Exercise directions
Would you restate the entries below word for word, starting at the first line and ending with the one that has "use crate::errors::AppError;"?

Input
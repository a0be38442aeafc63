use actix_web::{web, HttpResponse};
use serde::Deserialize;
use validator::{Validate, ValidationError, ValidationErrors};

use super::{compose_url, html_page, see_other, toast_from_query, ToastParams};
use crate::errors::AppError;
use crate::forms::FieldError;
use crate::store::Store;
use crate::views::login::login_page;
use crate::views::Toast;

pub const VALID_EMAIL: &str = "admin@demo.com";
pub const VALID_PASSWORD: &str = "Admin@123";

#[derive(Deserialize, Validate)]
pub struct LoginRequest {
    #[validate(custom = "validate_login_email")]
    email: String,
    #[validate(custom = "validate_login_password")]
    password: String,
}

fn login_error(code: &'static str, message: &'static str) -> ValidationError {
    let mut error = ValidationError::new(code);
    error.message = Some(message.into());
    error
}

fn validate_login_email(email: &str) -> Result<(), ValidationError> {
    if email.trim().is_empty() {
        return Err(login_error("required", "Email is required"));
    }
    if !validator::validate_email(email) {
        return Err(login_error("email", "Please enter a valid email"));
    }
    Ok(())
}

fn validate_login_password(password: &str) -> Result<(), ValidationError> {
    if password.is_empty() {
        return Err(login_error("required", "Password is required"));
    }
    if password.chars().count() < 6 {
        return Err(login_error("length", "Password must be at least 6 characters"));
    }
    Ok(())
}

fn map_validation_errors(errors: &ValidationErrors) -> Vec<FieldError> {
    errors
        .field_errors()
        .iter()
        .map(|(field, list)| {
            let message = list
                .first()
                .and_then(|error| error.message.as_ref())
                .map(|message| message.to_string())
                .unwrap_or_else(|| "Invalid value".to_string());
            FieldError::new(field, &message)
        })
        .collect()
}

pub async fn index(store: web::Data<Store>) -> HttpResponse {
    if store.is_authenticated() {
        see_other("/dashboard")
    } else {
        see_other("/login")
    }
}

pub async fn login_form(store: web::Data<Store>, query: web::Query<ToastParams>) -> HttpResponse {
    if store.is_authenticated() {
        return see_other("/dashboard");
    }
    let toast = toast_from_query(&query);
    html_page(login_page("", &[], toast.as_ref()))
}

pub async fn login(
    store: web::Data<Store>,
    form: web::Form<LoginRequest>,
) -> Result<HttpResponse, actix_web::Error> {
    if let Err(errors) = form.validate() {
        let errors = map_validation_errors(&errors);
        return Ok(html_page(login_page(&form.email, &errors, None)));
    }

    if form.email == VALID_EMAIL && form.password == VALID_PASSWORD {
        store.set_authenticated(true).map_err(AppError::from)?;
        let toast = Toast::success("Login successful!");
        Ok(see_other(&compose_url("/dashboard", &[toast.query_string()])))
    } else {
        let toast = Toast::error("Invalid credentials. Please try again.");
        Ok(html_page(login_page(&form.email, &[], Some(&toast))))
    }
}

pub async fn logout(store: web::Data<Store>) -> Result<HttpResponse, actix_web::Error> {
    store.clear_session().map_err(AppError::from)?;
    let toast = Toast::success("Logged out successfully");
    Ok(see_other(&compose_url("/login", &[toast.query_string()])))
}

Completed exercise
repository a0be38442aeafc63
use actix_web::{web, HttpResponse};
use serde::Deserialize;
use validator::{Validate, ValidationError, ValidationErrors};

use super::{compose_url, html_page, see_other, toast_from_query, ToastParams};
use crate::errors::AppError;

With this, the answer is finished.